Undesign presents a national and local history of redlining practices through a series of custom panels made up of primary and secondary sources, student and community contributions, and multimedia narratives. The Undesign installation provokes inquiry about the persistence of racism in our built environment and systems, by tracing social and spatial histories prior to the creation of redlined maps by the Home Owner’s Loan Corporation (HOLC) in 1938 through to the present. The exhibition provides a lens through which we can examine empirical phenomena such as racialized inequities in public health, vulnerability to climate disaster, exposure to algorithmic bias and differential access to resources. Viewers are asked to consider what it takes to “undesign” the past and build something radically different. Working with a New York-based social design studio Designing the WE, both internal and external stakeholders in Barnard’s upper Manhattan neighborhoods such as faculty, students, and community members have co-created parts of the exhibition, bridging academic research with personal and community narratives. For more information, see the Undesign the Redline website.

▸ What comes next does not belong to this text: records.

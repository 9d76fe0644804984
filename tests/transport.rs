use fmcache::{Error, LastfmApi, LastfmClient};
use mockito::Matcher;
use serde_json::json;

#[tokio::test]
async fn request_sends_method_key_and_format() {
    let mut server = mockito::Server::new_async().await;
    let mock = server
        .mock("GET", "/")
        .match_query(Matcher::AllOf(vec![
            Matcher::UrlEncoded("method".into(), "tag.getInfo".into()),
            Matcher::UrlEncoded("api_key".into(), "test-key".into()),
            Matcher::UrlEncoded("format".into(), "json".into()),
            Matcher::UrlEncoded("tag".into(), "rock".into()),
        ]))
        .with_status(200)
        .with_header("content-type", "application/json")
        .with_body(r#"{"tag": {"name": "rock"}}"#)
        .create_async()
        .await;

    let client = LastfmClient::new(server.url(), "test-key");
    let body = client
        .request("tag.getInfo", &[("tag", "rock")])
        .await
        .unwrap();

    assert_eq!(body["tag"]["name"], json!("rock"));
    mock.assert_async().await;
}

#[tokio::test]
async fn non_200_status_is_an_upstream_error() {
    let mut server = mockito::Server::new_async().await;
    server
        .mock("GET", "/")
        .match_query(Matcher::Any)
        .with_status(503)
        .create_async()
        .await;

    let client = LastfmClient::new(server.url(), "test-key");
    let err = client.request("tag.getInfo", &[]).await.unwrap_err();

    match err {
        Error::UpstreamStatus(status) => assert_eq!(status, 503),
        other => panic!("expected UpstreamStatus, got {other:?}"),
    }
}

#[tokio::test]
async fn unreachable_host_is_a_network_error() {
    let client = LastfmClient::new("http://127.0.0.1:1/", "test-key");
    let err = client.request("tag.getInfo", &[]).await.unwrap_err();

    match err {
        Error::Network(_) => (),
        other => panic!("expected Network, got {other:?}"),
    }
}

#[tokio::test]
async fn non_json_body_is_an_error() {
    let mut server = mockito::Server::new_async().await;
    server
        .mock("GET", "/")
        .match_query(Matcher::Any)
        .with_status(200)
        .with_body("<html>definitely not json</html>")
        .create_async()
        .await;

    let client = LastfmClient::new(server.url(), "test-key");
    assert!(client.request("tag.getInfo", &[]).await.is_err());
}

This program is funded by Barnard Library and Academic Information Services, Barnard Engages, Barnard Center for Research on Women, a grant from Humanities New York with support from the National Endowment for the Humanities, and an Addressing Racism Seed Grant from the Trustees of Columbia University. Co-sponsors include: Barnard Digital Humanities Center, the Center for Engaged Pedagogy, and the Barnard–Columbia Urban Studies Program
Floor 2, by the Circulation and Help Desk
In February 2022, Barnard Library launched a digital display program. We are currently featuring works by Transgender, Nonbinary, or Gender Non-Conforming Authors. Stop by to see it or peruse the resource list.

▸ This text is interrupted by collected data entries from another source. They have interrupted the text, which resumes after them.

use std::sync::Arc;

use serde_json::Value;
use tracing::warn;

use crate::lastfm::{
    AlbumResponse, ArtistSearchResponse, ArtistTopAlbumsResponse, ArtistTopTracksResponse,
    ChartTopArtistsResponse, ChartTopTagsResponse, ChartTopTracksResponse, GeoTopArtistsResponse,
    GeoTopTracksResponse, LastfmApi, RawAlbum, RawChartArtist, RawChartTag, RawChartTrack,
    RawSimilarArtist, RawTopAlbum, SimilarArtistsResponse, TagResponse,
};
use crate::models::{
    AlbumInfo, ArtistOverview, ChartArtist, ChartTag, ChartTrack, GlobalTrends, SimilarArtist,
    TagInfo, TopAlbum, TrackInfo,
};
use crate::rate_limit::RateLimiter;

/// Issues rate-limited upstream calls and normalizes the responses.
///
/// Fetches never raise: a failed or malformed response becomes `None`, which
/// the resolver reports as an unavailable lookup. A single attempt per call,
/// no retries.
pub struct ApiFetcher {
    api: Arc<dyn LastfmApi>,
    limiter: Arc<RateLimiter>,
}

impl ApiFetcher {
    pub fn new(api: Arc<dyn LastfmApi>, limiter: Arc<RateLimiter>) -> Self {
        Self { api, limiter }
    }

    /// Every upstream call funnels through here so the rate gate covers all
    /// of them, whichever lookup kind triggered the request.
    async fn call(&self, method: &str, params: &[(&str, &str)]) -> Option<Value> {
        self.limiter.acquire().await;
        match self.api.request(method, params).await {
            Ok(body) => Some(body),
            Err(e) => {
                warn!(method, error = %e, "upstream request failed");
                None
            }
        }
    }

    pub async fn tag_info(&self, tag: &str) -> Option<TagInfo> {
        let body = self.call("tag.getInfo", &[("tag", tag)]).await?;
        let response: TagResponse = serde_json::from_value(body).ok()?;

        let wiki = response.tag.wiki.unwrap_or_default();
        Some(TagInfo {
            wiki_summary: wiki.summary.unwrap_or_default(),
            wiki_content: wiki.content.unwrap_or_default(),
        })
    }

    pub async fn album_info(&self, artist: &str, album: &str) -> Option<AlbumInfo> {
        let body = self
            .call("album.getInfo", &[("artist", artist), ("album", album)])
            .await?;
        let response: AlbumResponse = serde_json::from_value(body).ok()?;
        Some(normalize_album(response.album))
    }

    /// Both charts have to come back for the country page to be cacheable;
    /// a partial result is treated as no result.
    pub async fn country_trends(
        &self,
        country: &str,
    ) -> Option<(Vec<ChartTrack>, Vec<ChartArtist>)> {
        let params = [("country", country)];

        let tracks_body = self.call("geo.getTopTracks", &params).await?;
        let artists_body = self.call("geo.getTopArtists", &params).await?;

        let tracks: GeoTopTracksResponse = serde_json::from_value(tracks_body).ok()?;
        let artists: GeoTopArtistsResponse = serde_json::from_value(artists_body).ok()?;

        Some((
            tracks.tracks.track.into_iter().map(chart_track).collect(),
            artists
                .topartists
                .artist
                .into_iter()
                .map(chart_artist)
                .collect(),
        ))
    }

    pub async fn artist_overview(&self, artist: &str) -> Option<ArtistOverview> {
        let params = [("artist", artist)];

        let top_tracks = self
            .call("artist.getTopTracks", &params)
            .await
            .and_then(|body| serde_json::from_value::<ArtistTopTracksResponse>(body).ok());
        let top_albums = self
            .call("artist.getTopAlbums", &params)
            .await
            .and_then(|body| serde_json::from_value::<ArtistTopAlbumsResponse>(body).ok());
        let similar = self
            .call("artist.getSimilar", &params)
            .await
            .and_then(|body| serde_json::from_value::<SimilarArtistsResponse>(body).ok());
        let search = self
            .call("artist.search", &params)
            .await
            .and_then(|body| serde_json::from_value::<ArtistSearchResponse>(body).ok());

        // Top tracks and top albums are required; similar artists and the
        // photo just enrich the page.
        let top_tracks = top_tracks?;
        let top_albums = top_albums?;

        Some(ArtistOverview {
            name: artist.to_string(),
            top_tracks: top_tracks
                .toptracks
                .track
                .into_iter()
                .map(chart_track)
                .collect(),
            top_albums: top_albums
                .topalbums
                .album
                .into_iter()
                .map(top_album)
                .collect(),
            similar: similar
                .map(|response| {
                    response
                        .similarartists
                        .artist
                        .into_iter()
                        .map(similar_artist)
                        .collect()
                })
                .unwrap_or_default(),
            photo_url: search.as_ref().and_then(artist_photo),
        })
    }

    pub async fn global_trends(&self) -> Option<GlobalTrends> {
        let top_artists = self
            .call("chart.getTopArtists", &[])
            .await
            .and_then(|body| serde_json::from_value::<ChartTopArtistsResponse>(body).ok())
            .map(|response| {
                response
                    .artists
                    .artist
                    .into_iter()
                    .map(chart_artist)
                    .collect::<Vec<_>>()
            });
        let top_tracks = self
            .call("chart.getTopTracks", &[])
            .await
            .and_then(|body| serde_json::from_value::<ChartTopTracksResponse>(body).ok())
            .map(|response| {
                response
                    .tracks
                    .track
                    .into_iter()
                    .map(chart_track)
                    .collect::<Vec<_>>()
            });
        let top_tags = self
            .call("chart.getTopTags", &[])
            .await
            .and_then(|body| serde_json::from_value::<ChartTopTagsResponse>(body).ok())
            .map(|response| {
                response
                    .tags
                    .tag
                    .into_iter()
                    .map(chart_tag)
                    .collect::<Vec<_>>()
            });

        if top_artists.is_none() && top_tracks.is_none() && top_tags.is_none() {
            return None;
        }

        Some(GlobalTrends {
            top_artists,
            top_tracks,
            top_tags,
        })
    }
}

/// Flattens the raw track list and derives the album totals: summed track
/// seconds floored to minutes (zero sum means the total is unknown) and the
/// wiki publication date when present.
pub(crate) fn normalize_album(raw: RawAlbum) -> AlbumInfo {
    let tracks: Vec<TrackInfo> = raw
        .tracks
        .unwrap_or_default()
        .track
        .into_iter()
        .map(|track| TrackInfo {
            number: track.attr.and_then(|attr| attr.rank),
            name: track.name,
            duration_seconds: track.duration,
        })
        .collect();

    let total_seconds: u64 = tracks.iter().map(|track| track.duration_seconds).sum();
    let total_duration_minutes = (total_seconds > 0).then(|| total_seconds / 60);

    AlbumInfo {
        name: raw.name,
        artist: raw.artist,
        url: raw.url,
        release_date: raw.wiki.and_then(|wiki| wiki.published),
        total_duration_minutes,
        tracks,
    }
}

fn chart_track(raw: RawChartTrack) -> ChartTrack {
    ChartTrack {
        name: raw.name,
        artist: raw.artist.map(|artist| artist.name),
        url: raw.url,
        listeners: raw.listeners,
        playcount: raw.playcount,
    }
}

fn chart_artist(raw: RawChartArtist) -> ChartArtist {
    ChartArtist {
        name: raw.name,
        url: raw.url,
        listeners: raw.listeners,
        playcount: raw.playcount,
    }
}

fn chart_tag(raw: RawChartTag) -> ChartTag {
    ChartTag {
        name: raw.name,
        url: raw.url,
        taggings: raw.taggings,
    }
}

fn top_album(raw: RawTopAlbum) -> TopAlbum {
    TopAlbum {
        name: raw.name,
        artist: raw.artist.map(|artist| artist.name),
        url: raw.url,
        playcount: raw.playcount,
    }
}

fn similar_artist(raw: RawSimilarArtist) -> SimilarArtist {
    SimilarArtist {
        name: raw.name,
        url: raw.url,
        similarity: raw.similarity,
    }
}

fn artist_photo(response: &ArtistSearchResponse) -> Option<String> {
    let matched = response.results.artistmatches.artist.first()?;
    matched
        .image
        .iter()
        .find(|image| image.size == "large" || image.size == "medium")
        .map(|image| image.url.clone())
        .filter(|url| !url.is_empty())
}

BIPOC Alum Collection Display
Floor 2, to the left of the Circulation and Help Desk
The Barnard Black, Indigenous, and People of Color (BIPOC) Alum Collection affirms the lives, histories, and imaginations of past and current Barnard students who are Black, Indigenous, and People of Color. Displaying these materials helps make their creative work more visible to our entire community; a duplicate copy of each item is also located in the general collection.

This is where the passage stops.